For lipomatous intrathoracic tumors, histologic differential diagnosis encompasses malignancies—WD-LPS (including its variant thymoliposarcoma), atypical spindle-cell tumor, and myxoid pleomorphic liposarcoma—as well as benign tumors, such as thymolipoma and lipoma (Table 1). Although diagnosing fatty tumors could be difficult because of the limited value of a sample obtained during needle biopsy, even peripheral mature adipose tissue is usually sufficient for fluorescence in situ hybridization analysis of MDM2 gene amplification, which is observed in more than 90% of WD-LPS patients.

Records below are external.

use async_trait::async_trait;
use sqlx::PgPool;

use crate::models::progress::{PlatformTotals, Progress};
use crate::models::resume::{encode_records, ResumeDocument, ResumeRow, StoredResume};
use crate::models::user::{NewUser, User};
use crate::store::{ProgressStore, ResumeStore, StoreError, UserStore};

const USER_COLUMNS: &str = "id, username, email, full_name, hashed_password, disabled";

const RESUME_COLUMNS: &str = "id, owner_id, name, email, phone, address, linkedin, github, \
     portfolio, summary, education, experience, projects, skills, certifications, awards, \
     publications, languages, interests, created_at";

const PROGRESS_COLUMNS: &str = "resume_completed, interviews_taken, practice_score";

/// Postgres-backed store.
#[derive(Clone)]
pub struct PgStore {
    pool: PgPool,
}

impl PgStore {
    pub fn new(pool: PgPool) -> Self {
        Self { pool }
    }
}

/// Maps a unique-constraint violation on `users` to a `Conflict`.
fn map_unique_violation(err: sqlx::Error) -> StoreError {
    if let Some(db_err) = err.as_database_error() {
        if db_err.is_unique_violation() {
            let field = if db_err.constraint().is_some_and(|c| c.contains("email")) {
                "Email"
            } else {
                "Username"
            };
            return StoreError::Conflict(format!("{field} already registered"));
        }
    }
    StoreError::Database(err)
}

#[async_trait]
impl UserStore for PgStore {
    async fn find_user_by_username(&self, username: &str) -> Result<Option<User>, StoreError> {
        let query = format!("SELECT {USER_COLUMNS} FROM users WHERE username = $1");
        Ok(sqlx::query_as::<_, User>(&query)
            .bind(username)
            .fetch_optional(&self.pool)
            .await?)
    }

    async fn email_taken(&self, email: &str) -> Result<bool, StoreError> {
        Ok(
            sqlx::query_scalar::<_, bool>("SELECT EXISTS(SELECT 1 FROM users WHERE email = $1)")
                .bind(email)
                .fetch_one(&self.pool)
                .await?,
        )
    }

    async fn create_user(&self, new_user: NewUser) -> Result<User, StoreError> {
        let mut tx = self.pool.begin().await?;

        let query = format!(
            "INSERT INTO users (username, email, full_name, hashed_password) \
             VALUES ($1, $2, $3, $4) \
             RETURNING {USER_COLUMNS}"
        );
        let user = sqlx::query_as::<_, User>(&query)
            .bind(&new_user.username)
            .bind(&new_user.email)
            .bind(&new_user.full_name)
            .bind(&new_user.hashed_password)
            .fetch_one(&mut *tx)
            .await
            .map_err(map_unique_violation)?;

        sqlx::query("INSERT INTO user_progress (user_id) VALUES ($1)")
            .bind(user.id)
            .execute(&mut *tx)
            .await?;

        tx.commit().await?;
        Ok(user)
    }
}

#[async_trait]
impl ResumeStore for PgStore {
    async fn create_resume(
        &self,
        owner_id: i64,
        document: &ResumeDocument,
    ) -> Result<StoredResume, StoreError> {
        let mut tx = self.pool.begin().await?;

        let query = format!(
            r#"
            INSERT INTO resumes
                (owner_id, name, email, phone, address, linkedin, github, portfolio, summary,
                 education, experience, projects, skills,
                 certifications, awards, publications, languages, interests)
            VALUES ($1, $2, $3, $4, $5, $6, $7, $8, $9, $10, $11, $12, $13, $14, $15, $16, $17, $18)
            RETURNING {RESUME_COLUMNS}
            "#
        );
        let row = sqlx::query_as::<_, ResumeRow>(&query)
            .bind(owner_id)
            .bind(&document.name)
            .bind(&document.email)
            .bind(&document.phone)
            .bind(&document.address)
            .bind(&document.linkedin)
            .bind(&document.github)
            .bind(&document.portfolio)
            .bind(&document.summary)
            .bind(encode_records(&document.education))
            .bind(encode_records(&document.experience))
            .bind(document.projects.as_deref().map(encode_records))
            .bind(&document.skills)
            .bind(&document.certifications)
            .bind(&document.awards)
            .bind(&document.publications)
            .bind(&document.languages)
            .bind(&document.interests)
            .fetch_one(&mut *tx)
            .await?;

        sqlx::query(
            "INSERT INTO user_progress (user_id, resume_completed) VALUES ($1, TRUE) \
             ON CONFLICT (user_id) DO UPDATE SET resume_completed = TRUE",
        )
        .bind(owner_id)
        .execute(&mut *tx)
        .await?;

        let stored = StoredResume::try_from(row)?;
        tx.commit().await?;
        Ok(stored)
    }

    async fn find_resume(&self, id: i64) -> Result<Option<StoredResume>, StoreError> {
        let query = format!("SELECT {RESUME_COLUMNS} FROM resumes WHERE id = $1");
        let row = sqlx::query_as::<_, ResumeRow>(&query)
            .bind(id)
            .fetch_optional(&self.pool)
            .await?;

        Ok(row.map(StoredResume::try_from).transpose()?)
    }

    async fn list_resumes_by_owner(&self, owner_id: i64) -> Result<Vec<StoredResume>, StoreError> {
        let query = format!("SELECT {RESUME_COLUMNS} FROM resumes WHERE owner_id = $1 ORDER BY id");
        let rows = sqlx::query_as::<_, ResumeRow>(&query)
            .bind(owner_id)
            .fetch_all(&self.pool)
            .await?;

        rows.into_iter()
            .map(|row| StoredResume::try_from(row).map_err(StoreError::from))
            .collect()
    }
}

#[async_trait]
impl ProgressStore for PgStore {
    async fn find_progress(&self, user_id: i64) -> Result<Option<Progress>, StoreError> {
        let query = format!("SELECT {PROGRESS_COLUMNS} FROM user_progress WHERE user_id = $1");
        Ok(sqlx::query_as::<_, Progress>(&query)
            .bind(user_id)
            .fetch_optional(&self.pool)
            .await?)
    }

    async fn increment_interviews(&self, user_id: i64) -> Result<Progress, StoreError> {
        let query = format!(
            "INSERT INTO user_progress (user_id, interviews_taken) VALUES ($1, 1) \
             ON CONFLICT (user_id) DO UPDATE \
             SET interviews_taken = user_progress.interviews_taken + 1 \
             RETURNING {PROGRESS_COLUMNS}"
        );
        Ok(sqlx::query_as::<_, Progress>(&query)
            .bind(user_id)
            .fetch_one(&self.pool)
            .await?)
    }

    async fn record_practice_score(
        &self,
        user_id: i64,
        percentage: f64,
    ) -> Result<Progress, StoreError> {
        // Single statement: concurrent submissions cannot lower the stored maximum.
        let query = format!(
            "INSERT INTO user_progress (user_id, practice_score) VALUES ($1, $2) \
             ON CONFLICT (user_id) DO UPDATE \
             SET practice_score = GREATEST(user_progress.practice_score, EXCLUDED.practice_score) \
             RETURNING {PROGRESS_COLUMNS}"
        );
        Ok(sqlx::query_as::<_, Progress>(&query)
            .bind(user_id)
            .bind(percentage)
            .fetch_one(&self.pool)
            .await?)
    }

    async fn platform_totals(&self) -> Result<PlatformTotals, StoreError> {
        Ok(sqlx::query_as::<_, PlatformTotals>(
            r#"
            SELECT
                (SELECT COUNT(*) FROM resumes) AS total_resumes,
                (SELECT COUNT(*) FROM users) AS total_users,
                (SELECT COALESCE(SUM(practice_score), 0)::DOUBLE PRECISION FROM user_progress)
                    AS practice_score_sum
            "#,
        )
        .fetch_one(&self.pool)
        .await?)
    }
}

Table 1Pathological Differential Diagnosis of a Lipomatous Intrathoracic Mass
In this patient, the diagnosis was based on a histologic picture reminiscent of fibroadenoma of the breast, a hallmark of lipofibroadenoma. Additional extensive sectioning excluded the coexistence of malignant thymoma. Because no genetic abnormalities have been identified in lipofibroadenoma, we searched for fusion transcripts by targeted next generation sequencing with the Archer FusionPlex Sarcoma Kit sequenced on Mini Seq (Illlumina). It included, among others, HMGA2 gene translocation, present in up to two-thirds of lipomas and one thymolipoma.
These tumors contain similar histologic elements, albeit in different proportions. Despite unrecognized pathogenicity, both lipofibroadenoma and thymolipoma likely represent one family of closely related tumors, postulated to be either lipomas arising in the thymus, neoplasms of both thymic fat and epithelium, hyperplastic processes, or thymoma variants.
This patient highlights the crucial role of physical examination, which indicated an intrathoracic mass. In addition, clinicians should be aware that various autoimmune diseases, as well as malignant thymoma, may coexist with benign thymic tumors such as lipofibroadenoma. Clinical examination supported by laboratory tests and pathologic examination are necessary to their exclusion. Although vasculitis secondary to thymic tumor remains a casuistic entity, it should be considered in cases of abnormal urinalysis or impaired renal function, because it mainly affects kidneys and is associated with poor renal outcome. In conclusion, clinical vigilance and multidisciplinary collaboration are fundamental.